Together with Mehserle's evident surprise when his gun went off, this makes Taser-confusion by far the most likely explanation for the shooting. That the shooting was an accident is not just a reasonable possibility. It is almost a certainty, making it grossly irresponsible for Alameda District Attorney Tom Orloff to file ANY charges against Mehserle, never mind murder charges.
There is no way that an honest jury could fail to find boatloads of reasonable doubt that the shooting was on purpose (Orloff's position). On the other hand, there is a very high risk of empaneling Alameda County jurors who believe, as most of Oakland does, that racial justice means any white accused of committing a crime against any black must be found guilty.
Orloff is fully aware of this local mind-set. Oakland streets are full of rioters demanding this outcome, and the so-called reasonable voices are not calling for the rioters to wait for the facts, but are calling for them to trust the system to punish Mehserle. Orloff knows that the facts cannot support conviction, and is just throwing Mehserle to the dogs. This is a purely political prosecution, a race-based lynching, perpetrated by the STATE. It is EVIL.
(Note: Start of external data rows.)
const KEYWORDS: [&str; 21] = [
    "and", "break", "do", "else", "elseif", "end", "false", "for", "function", "goto", "if", "in",
    "local", "nil", "not", "or", "repeat", "return", "then", "true", "until", "while",
];

const OPERATORS: [&str; 16] = [
    "==", "~=", "<=", ">=", "..", "::", "+", "-", "*", "/", "%", "^", "#", "<", ">", "=",
];

/// Deterministic plausibility score for a candidate plaintext: higher means
/// "looks more like Lua source". Used to rank `auto`-mode decryption
/// attempts against each other.
pub fn score_plaintext(bytes: &[u8]) -> i64 {
    let text = String::from_utf8_lossy(bytes);
    let mut score: i64 = 0;

    for kw in KEYWORDS {
        score += 10 * text.matches(kw).count() as i64;
    }
    for op in OPERATORS {
        score += 2 * text.matches(op).count() as i64;
    }
    if text.contains("function") && text.contains("end") {
        score += 20;
    }
    if text.contains("local") {
        score += 15;
    }
    if text.contains("print") {
        score += 10;
    }

    let non_printable = bytes
        .iter()
        .filter(|&&b| !((0x20..0x7f).contains(&b) || matches!(b, b'\t' | b'\n' | b'\r')))
        .count();
    score -= 5 * non_printable as i64;

    score
}

#[cfg(test)]
mod tests {
    use super::*;

    #[test]
    fn lua_like_text_scores_higher_than_noise() {
        let lua = score_plaintext(b"local function f() return 1 end");
        let noise = score_plaintext(&[0u8, 1, 2, 3, 255, 254, 253]);
        assert!(lua > noise);
    }

    #[test]
    fn print_and_local_add_fixed_bonuses() {
        let base = score_plaintext(b"x");
        let with_print = score_plaintext(b"xprint");
        assert_eq!(with_print - base, 10);
    }
}
use super::classify::{looks_encrypted, looks_obfuscated};
use super::reader::Reader;
use super::token::Token;
use super::token_kind::TokenKind;
use super::LexerStats;

/// Single-pass scanner over the byte stream: a `reset_buff`/`current_bytes`
/// window per lexeme, explicit line/column bookkeeping, and a lexer that
/// never aborts — unrecognized bytes become `Unknown` tokens.
pub struct Lexer<'a> {
    reader: Reader<'a>,
    line: u32,
    line_start_offset: usize,
}

impl<'a> Lexer<'a> {
    pub fn new(source: &'a [u8]) -> Self {
        Lexer {
            reader: Reader::new(source),
            line: 1,
            line_start_offset: 0,
        }
    }

    pub fn tokenize(mut self) -> (Vec<Token>, LexerStats) {
        let mut tokens = Vec::new();
        let mut stats = LexerStats::default();

        while !self.reader.is_eof() {
            self.reader.reset_buff();
            let line = self.line;
            let column = (self.reader.pos() - self.line_start_offset) as u32 + 1;
            let byte_offset = self.reader.pos() as u32;

            let kind = self.lex_one();
            let raw = self.reader.current_bytes();
            let lexeme = String::from_utf8_lossy(raw).into_owned();

            stats.record(kind);
            let kind = self.reclassify(kind, &lexeme);
            stats.record_variant(kind);

            tokens.push(Token::new(kind, lexeme, line, column, byte_offset));
        }

        (tokens, stats)
    }

    /// Promotes a plain `String`/`LongString`/`Name` token to its
    /// obfuscation-variant kind when the classifier heuristics fire.
    fn reclassify(&self, kind: TokenKind, lexeme: &str) -> TokenKind {
        match kind {
            TokenKind::String | TokenKind::LongString if looks_encrypted(lexeme) => {
                TokenKind::EncryptedString
            }
            TokenKind::Name if looks_obfuscated(lexeme) => TokenKind::ObfuscatedName,
            other => other,
        }
    }

    fn lex_one(&mut self) -> TokenKind {
        if self.reader.is_eof() {
            return TokenKind::Eof;
        }

        match self.reader.current_byte() {
            b'\n' | b'\r' => self.lex_newline(),
            b' ' | b'\t' | 0x0b | 0x0c => {
                self.reader.eat_while(|b| matches!(b, b' ' | b'\t' | 0x0b | 0x0c));
                TokenKind::Whitespace
            }
            b'-' => {
                self.reader.bump();
                if self.reader.current_byte() != b'-' {
                    return TokenKind::Minus;
                }
                self.reader.bump();
                if self.reader.current_byte() == b'[' {
                    self.reader.bump();
                    let sep = self.reader.eat_when(b'=');
                    if self.reader.current_byte() == b'[' {
                        self.reader.bump();
                        self.lex_long_bracket(sep);
                        return TokenKind::LongComment;
                    }
                }
                self.reader.eat_while(|b| b != b'\n' && b != b'\r');
                TokenKind::ShortComment
            }
            b'[' => {
                self.reader.bump();
                let sep = self.reader.eat_when(b'=');
                if sep == 0 && self.reader.current_byte() != b'[' {
                    return TokenKind::LBracket;
                }
                if self.reader.current_byte() != b'[' {
                    return TokenKind::Unknown;
                }
                self.reader.bump();
                self.lex_long_bracket(sep);
                TokenKind::LongString
            }
            b'=' => {
                self.reader.bump();
                if self.reader.current_byte() == b'=' {
                    self.reader.bump();
                    TokenKind::Eq
                } else {
                    TokenKind::Assign
                }
            }
            b'<' => {
                self.reader.bump();
                match self.reader.current_byte() {
                    b'=' => {
                        self.reader.bump();
                        TokenKind::Le
                    }
                    b'<' => {
                        self.reader.bump();
                        TokenKind::Shl
                    }
                    _ => TokenKind::Lt,
                }
            }
            b'>' => {
                self.reader.bump();
                match self.reader.current_byte() {
                    b'=' => {
                        self.reader.bump();
                        TokenKind::Ge
                    }
                    b'>' => {
                        self.reader.bump();
                        TokenKind::Shr
                    }
                    _ => TokenKind::Gt,
                }
            }
            b'~' => {
                self.reader.bump();
                if self.reader.current_byte() == b'=' {
                    self.reader.bump();
                    TokenKind::Ne
                } else {
                    TokenKind::Tilde
                }
            }
            b':' => {
                self.reader.bump();
                if self.reader.current_byte() == b':' {
                    self.reader.bump();
                    TokenKind::DColon
                } else {
                    TokenKind::Colon
                }
            }
            quote @ (b'"' | b'\'') => {
                self.reader.bump();
                self.lex_short_string(quote)
            }
            b'.' => {
                if self.reader.next_byte().is_ascii_digit() {
                    return self.lex_number();
                }
                self.reader.bump();
                if self.reader.current_byte() != b'.' {
                    return TokenKind::Dot;
                }
                self.reader.bump();
                if self.reader.current_byte() != b'.' {
                    return TokenKind::Concat;
                }
                self.reader.bump();
                TokenKind::Dots
            }
            b'0'..=b'9' => self.lex_number(),
            b'/' => {
                self.reader.bump();
                if self.reader.current_byte() == b'/' {
                    self.reader.bump();
                    TokenKind::DSlash
                } else {
                    TokenKind::Slash
                }
            }
            b'*' => {
                self.reader.bump();
                TokenKind::Star
            }
            b'+' => {
                self.reader.bump();
                TokenKind::Plus
            }
            b'%' => {
                self.reader.bump();
                TokenKind::Percent
            }
            b'^' => {
                self.reader.bump();
                TokenKind::Caret
            }
            b'#' => {
                self.reader.bump();
                TokenKind::Hash
            }
            b'&' => {
                self.reader.bump();
                TokenKind::Amp
            }
            b'|' => {
                self.reader.bump();
                TokenKind::Pipe
            }
            b'(' => {
                self.reader.bump();
                TokenKind::LParen
            }
            b')' => {
                self.reader.bump();
                TokenKind::RParen
            }
            b'{' => {
                self.reader.bump();
                TokenKind::LBrace
            }
            b'}' => {
                self.reader.bump();
                TokenKind::RBrace
            }
            b']' => {
                self.reader.bump();
                TokenKind::RBracket
            }
            b';' => {
                self.reader.bump();
                TokenKind::Semicolon
            }
            b',' => {
                self.reader.bump();
                TokenKind::Comma
            }
            b if is_name_start(b) => {
                self.reader.bump();
                self.reader.eat_while(is_name_continue);
                name_to_kind(self.reader.current_bytes())
            }
            _ => {
                self.reader.bump();
                TokenKind::Unknown
            }
        }
    }

    fn lex_newline(&mut self) -> TokenKind {
        let first = self.reader.current_byte();
        self.reader.bump();
        let second = self.reader.current_byte();
        if (first == b'\n' && second == b'\r') || (first == b'\r' && second == b'\n') {
            self.reader.bump();
        }
        self.line += 1;
        self.line_start_offset = self.reader.pos();
        TokenKind::EndOfLine
    }

    fn lex_long_bracket(&mut self, sep: usize) {
        while !self.reader.is_eof() {
            match self.reader.current_byte() {
                b']' => {
                    self.reader.bump();
                    let count = self.reader.eat_when(b'=');
                    if count == sep && self.reader.current_byte() == b']' {
                        self.reader.bump();
                        return;
                    }
                }
                b'\n' | b'\r' => {
                    self.lex_newline();
                }
                _ => self.reader.bump(),
            }
        }
    }

    fn lex_short_string(&mut self, quote: u8) -> TokenKind {
        while !self.reader.is_eof() {
            let b = self.reader.current_byte();
            if b == quote || b == b'\n' || b == b'\r' {
                break;
            }
            if b != b'\\' {
                self.reader.bump();
                continue;
            }
            self.reader.bump();
            if self.reader.is_eof() {
                break;
            }
            match self.reader.current_byte() {
                b'x' => {
                    self.reader.bump();
                    self.reader.eat_while(|b| b.is_ascii_hexdigit());
                }
                b'z' => {
                    self.reader.bump();
                    self.reader.eat_while(|b| matches!(b, b' ' | b'\t' | b'\n' | b'\r' | 0x0b | 0x0c));
                }
                b'0'..=b'9' => {
                    let mut count = 0;
                    while count < 3 && self.reader.current_byte().is_ascii_digit() {
                        self.reader.bump();
                        count += 1;
                    }
                }
                _ => self.reader.bump(),
            }
        }
        if self.reader.current_byte() == quote {
            self.reader.bump();
        }
        TokenKind::String
    }

    fn lex_number(&mut self) -> TokenKind {
        enum State {
            Int,
            Float,
            Hex,
        }
        let mut state = State::Int;
        let first = self.reader.current_byte();
        self.reader.bump();
        if first == b'0' && matches!(self.reader.current_byte(), b'x' | b'X') {
            self.reader.bump();
            state = State::Hex;
        } else if first == b'.' {
            state = State::Float;
        }

        loop {
            let b = self.reader.current_byte();
            match state {
                State::Int => match b {
                    b'0'..=b'9' => self.reader.bump(),
                    b'.' => {
                        state = State::Float;
                        self.reader.bump();
                    }
                    b'e' | b'E' => {
                        self.reader.bump();
                        if matches!(self.reader.current_byte(), b'+' | b'-') {
                            self.reader.bump();
                        }
                        state = State::Float;
                    }
                    _ => break,
                },
                State::Float => match b {
                    b'0'..=b'9' => self.reader.bump(),
                    b'e' | b'E' => {
                        self.reader.bump();
                        if matches!(self.reader.current_byte(), b'+' | b'-') {
                            self.reader.bump();
                        }
                    }
                    _ => break,
                },
                State::Hex => match b {
                    b'0'..=b'9' | b'a'..=b'f' | b'A'..=b'F' => self.reader.bump(),
                    b'.' => {
                        state = State::Float;
                        self.reader.bump();
                    }
                    b'p' | b'P' => {
                        self.reader.bump();
                        if matches!(self.reader.current_byte(), b'+' | b'-') {
                            self.reader.bump();
                        }
                        state = State::Float;
                    }
                    _ => break,
                },
            }
        }

        match state {
            State::Int | State::Hex => TokenKind::Int,
            State::Float => TokenKind::Float,
        }
    }
}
Given video falsification of his primary grounds for charging Mehserle with murder (that Grant's hands were in a restraint position when Mehserle shot him), District Attorney Orloff ought to withdraw charges. Here is a second chance here for Orloff to do the right thing. Will he? It seems unlikely, when he was not interested in doing the right thing before.
(Excerpt) Read more at Flopping Aces ...
All three of you should get a room.
You clearly have more information than the rest of us.
“All three of you should get a room.”
You have strange fantasies, pervert. Should we be beating each other while wearing cop uniforms, or how does your fantasy play out?
Thank you for a well reasoned post.
Cool. When will the dead guy be coming back, then, if the "mistake" was momentary?
Or do you mean that the "mistake" the officer made took only a moment?
Either way, the result means a man was shot in the back and is dead. For ever. "Mistake" doesn't begin to explain or excuse this.
As you state, he was a sworn officer. That calls for more care on his part, not less.
Ooopsies are for burned toast and spilled milk. Not for human lives.
And with your clear bias showing... ;)
And what bias is that? Oh Yeah I’m weird about unarmed people getting shot dead by unprofessional professionals.
I don’t think anyone reading these threads will have any trouble figuring out what I mean by your bias.